Code Green Solutions
Last week the California Department of Toxic Substances (DTSC) announced three “priority products” containing chemicals of concern that will inaugurate its Safer Consumer Products Program. The program requires that the manufacturers of these products will need to seriously reevaluate the use of the targeted chemicals in their products. The three products are:
These three products are not particularly surprising as they each contain well recognized hazards and they each present wide public exposure. While chlorinated Tris is not associated with building products, both diisocyonates and methylene chloride commonly occur in products used in building construction and rehabilitation.
This announcement culminates a long and arduous process to draft and promulgate regulations to implement a law passed in 2008 entitled ignobly “A.B. 1879.” The announcement has both short-term and long-term significance. In the short term, this means that companies that manufacturer any of these products will need to conduct an alternatives assessment to determine if there are safer alternatives that could be used to replace the chemicals of concern in the products. The longer term significance arises because this law is the most significant state requirement on manufacturers to use alternatives assessment as a prelude to state regulatory response in the management of chemicals of concern.
An alternatives assessment (the California regulations calls these “alternatives analyses”) is a method for identifying, comparing and selecting safer alternatives that can be used as substitutes to replace chemicals or technologies of concern (see Joel Tickner’s blog Advancing Solutions through a Focus on Safer Alternatives). There are several frameworks for conducting alternatives assessments, however, they all involve a series of steps that include characterizing the chemicals of concern, identifying alternatives and, then, comparing them in terms of health, safety, technical performance and costs.
Over the past two decades many leading corporations and some states have incorporated alternatives assessments into their health and environmental programs. In 1989, Massachusetts enacted a state waste reduction law, the Massachusetts Toxics Use Reduction Act, which requires firms using any chemical on a list of toxic and hazardous substances to prepare plans that include alternatives assessments to demonstrate how they could reduce or eliminate those chemicals in their production processes. During the past decade both Maine and the State of Washington have passed laws that would require alternatives assessments in identifying safer alternatives to chemicals of concern used in children’s products. However, the significance of the California program arises from the relative scale of the state’s economy. California makes up roughly one-eighth of the national economy, so product regulations in California often become de facto national standards.

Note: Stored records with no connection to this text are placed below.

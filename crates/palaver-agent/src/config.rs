//! Session configuration.
//!
//! Settings come from three layers, each overriding the last:
//!
//! 1. An optional TOML file (`palaver.toml` in the working directory unless
//!    a path is given).
//! 2. `PALAVER_*` environment variables.
//! 3. Command-line flags, applied by the binary.
//!
//! API keys are only ever read from the environment.

use std::path::Path;

use serde::Deserialize;

use crate::error::{AgentError, Result};
use crate::llm::{LlmClientConfig, LlmProvider};
use crate::llm::client::DEFAULT_MAX_TOKENS;
use crate::runtime::{AgentConfig, DEFAULT_MAX_TOOL_ROUNDS, ResponseMode};

/// Config file looked up in the working directory when no path is given.
pub const DEFAULT_CONFIG_FILE: &str = "palaver.toml";

const DEFAULT_MODEL_ANTHROPIC: &str = "claude-sonnet-4-20250514";
const DEFAULT_MODEL_OPENAI: &str = "gpt-4o";

/// User-facing settings for a chat session.
#[derive(Debug, Clone, PartialEq, Deserialize)]
#[serde(default, deny_unknown_fields)]
pub struct Settings {
    /// Wire protocol to speak.
    pub provider: LlmProvider,
    /// Model identifier; a per-provider default when unset.
    pub model: Option<String>,
    /// Override for the provider's API base URL.
    pub base_url: Option<String>,
    pub max_tokens: u32,
    pub temperature: Option<f32>,
    pub system_prompt: Option<String>,
    /// Tool rounds allowed per human input.  `0` removes the bound.
    pub max_tool_rounds: u32,
    /// Stream responses instead of waiting for the whole turn.
    pub stream: bool,
}

impl Default for Settings {
    fn default() -> Self {
        Self {
            provider: LlmProvider::default(),
            model: None,
            base_url: None,
            max_tokens: DEFAULT_MAX_TOKENS,
            temperature: None,
            system_prompt: None,
            max_tool_rounds: DEFAULT_MAX_TOOL_ROUNDS,
            stream: false,
        }
    }
}

impl Settings {
    /// Load settings from a TOML file.
    ///
    /// With an explicit `path` the file must exist.  Without one,
    /// [`DEFAULT_CONFIG_FILE`] is used if present and defaults otherwise.
    pub fn load(path: Option<&Path>) -> Result<Self> {
        let (path, required) = match path {
            Some(p) => (p, true),
            None => (Path::new(DEFAULT_CONFIG_FILE), false),
        };

        match std::fs::read_to_string(path) {
            Ok(content) => {
                tracing::debug!(path = %path.display(), "loading config file");
                Self::from_toml_str(&content).map_err(|e| AgentError::ConfigError {
                    reason: format!("{}: {e}", path.display()),
                })
            }
            Err(e) if !required && e.kind() == std::io::ErrorKind::NotFound => {
                tracing::debug!(path = %path.display(), "no config file, using defaults");
                Ok(Self::default())
            }
            Err(e) => Err(AgentError::ConfigError {
                reason: format!("cannot read {}: {e}", path.display()),
            }),
        }
    }

    /// Parse settings from TOML text.
    pub fn from_toml_str(content: &str) -> Result<Self> {
        toml::from_str(content).map_err(|e| AgentError::ConfigError {
            reason: e.to_string(),
        })
    }

    /// Apply `PALAVER_*` overrides using `lookup` to read variables.
    ///
    /// Empty values count as unset.
    pub fn apply_env(&mut self, lookup: impl Fn(&str) -> Option<String>) -> Result<()> {
        let get = |name: &str| lookup(name).filter(|v| !v.is_empty());

        if let Some(provider) = get("PALAVER_PROVIDER") {
            self.provider = provider.parse()?;
        }
        if let Some(model) = get("PALAVER_MODEL") {
            self.model = Some(model);
        }
        if let Some(url) = get("PALAVER_API_BASE_URL") {
            self.base_url = Some(url);
        }
        if let Some(rounds) = get("PALAVER_MAX_TOOL_ROUNDS") {
            self.max_tool_rounds = rounds.trim().parse().map_err(|_| AgentError::ConfigError {
                reason: format!("PALAVER_MAX_TOOL_ROUNDS must be a non-negative integer, got `{rounds}`"),
            })?;
        }
        Ok(())
    }

    /// The model to request, falling back to the provider default.
    pub fn model(&self) -> &str {
        match &self.model {
            Some(model) => model.as_str(),
            None => match self.provider {
                LlmProvider::Anthropic => DEFAULT_MODEL_ANTHROPIC,
                LlmProvider::OpenAI => DEFAULT_MODEL_OPENAI,
            },
        }
    }

    /// Response mode selected by [`Settings::stream`].
    pub fn mode(&self) -> ResponseMode {
        if self.stream {
            ResponseMode::Streaming
        } else {
            ResponseMode::Blocking
        }
    }

    /// Build the client configuration, reading the provider's API key with
    /// `lookup`.
    ///
    /// # Errors
    ///
    /// [`AgentError::MissingApiKey`] if the key variable is unset or empty.
    pub fn to_client_config(
        &self,
        lookup: impl Fn(&str) -> Option<String>,
    ) -> Result<LlmClientConfig> {
        let key_env = self.provider.api_key_env();
        let api_key = lookup(key_env)
            .filter(|v| !v.is_empty())
            .ok_or_else(|| AgentError::MissingApiKey {
                provider: format!("{} (set {key_env})", self.provider),
            })?;

        let mut config = match self.provider {
            LlmProvider::Anthropic => LlmClientConfig::anthropic(api_key, self.model()),
            LlmProvider::OpenAI => LlmClientConfig::openai(api_key, self.model()),
        };
        if let Some(url) = &self.base_url {
            config.base_url = url.trim_end_matches('/').to_owned();
        }
        config.max_tokens = self.max_tokens;
        config.temperature = self.temperature;
        config.system_prompt = self.system_prompt.clone();

        Ok(config)
    }

    /// Build the session configuration.
    pub fn to_agent_config(&self) -> AgentConfig {
        AgentConfig {
            model: self.model().to_owned(),
            mode: self.mode(),
            max_tool_rounds: (self.max_tool_rounds > 0).then_some(self.max_tool_rounds),
        }
    }
}

/// Read a non-empty environment variable, returning `None` if unset or empty.
pub fn env_non_empty(name: &str) -> Option<String> {
    std::env::var(name).ok().filter(|v| !v.is_empty())
}

// ---------------------------------------------------------------------------
// Tests
// ---------------------------------------------------------------------------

As the first step, the DTSC has screened through lists from 23 authoritative government bodies to develop a candidate list of some 1200 substances that could be considered priority chemicals of concern. The Department has then screened a range of consumer products that contain those chemicals in terms of adverse impacts and exposures, waste generation and end-of-life effects, information availability, current regulatory requirements and potential for safer alternatives in order to select this first list of priority products. Now that these priority products have been announced, the manufacturers will have 6 month to prepare a preliminary alternatives assessment and, once this is approved by the Department, another 12 months to complete a final alternatives assessment. When Massachusetts firms completed alternatives assessments as part of their toxics use reduction planning, some identified safer alternatives which they used as substitutes for the listed chemicals and the same is expected in California. However, in other cases, viable safer alternatives will not be identified or acceptable. In such cases, the Department has a set of policy options for “regulatory response” ranging from product labeling and further research requirements to regulating the product or banning the continued marketing of the product in California.

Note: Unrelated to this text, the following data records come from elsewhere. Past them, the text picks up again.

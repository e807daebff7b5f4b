//! Human-facing seams of a chat session.
//!
//! The session never touches a terminal directly.  It pulls lines from a
//! [`HumanInput`] and pushes everything it wants shown through a
//! [`ChatDisplay`], so the same loop drives the console binary and the
//! scripted doubles used in tests.

use async_trait::async_trait;

use crate::conversation::{ToolInvocation, ToolResult};
use crate::error::Result;

/// Source of human input lines.
#[async_trait]
pub trait HumanInput: Send {
    /// Read the next line without its terminator.
    ///
    /// `Ok(None)` means end of input; the session closes normally.
    async fn read_line(&mut self) -> Result<Option<String>>;
}

/// Sink for everything the session presents to the human.
pub trait ChatDisplay: Send {
    /// Called before each human input line is read.
    fn prompt(&mut self);

    /// Text of a complete (blocking-mode) model turn.
    fn model_text(&mut self, text: &str);

    /// One streamed fragment, shown as soon as it arrives.
    fn model_fragment(&mut self, fragment: &str);

    /// The streamed turn is complete.
    fn end_model_stream(&mut self);

    /// The model asked for a tool; shown before it runs.
    fn tool_activity(&mut self, invocation: &ToolInvocation);

    /// A tool finished.  Silent unless the display cares.
    fn tool_result(&mut self, _result: &ToolResult) {}

    /// The model sent a content block the session does not understand.
    fn unrecognized(&mut self, kind: &str);
}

These state laws focus on hazardous chemical management in a new way. Over the years, there have been many state laws that sought to ban or severely restrict individual chemicals that have risen to high public concern such as mercury, lead, brominated flame retardants and various pesticides. These new chemical management laws have taken a more comprehensive, across-the-board approach to chemicals; focusing on all chemicals that might generate hazardous wastes, expose children or show up in consumer products. The laws differ from many conventional chemical policies that saddle governments with long risk assessment requirements, and, instead, address chemicals based primarily on the basis of their inherent hazards. If a chemical is deemed a priority based on its hazard characteristics and the likelihood of worrisome exposures, the task is to find a substitute that is inherently safer. Debby Raphael, the Director of the California DTSC states this directly, “The first step is to ask, is this chemical necessary.”
Indeed, the underlying concept of these laws is less focused on banning specific chemicals and more focused on promoting the substitution of dangerous chemicals with safer alternatives. They do this by shifting from the traditional burdens on governments to regulate chemicals to new responsibilities on private firms that are encouraged to seek safer substitutes. California’s new requirement to require firms to conduct alternatives assessments before government responses sets a new course for safer chemical policies. By shifting the onus of assessment onto private firms, focusing on the inherent hazards of chemicals and pressing for alternatives assessments that identify safer chemicals, these comprehensive safer chemical laws are promoting innovations and opportunities for chemists and others to develop green chemistry solutions.
The next 18 months will reveal just how this new regulation will work. While there are sure to be some initial complexities to address, this new program and the chemical programs emerging in other states are demonstrating the innovative capacities of the states in charting new directions for chemical policy.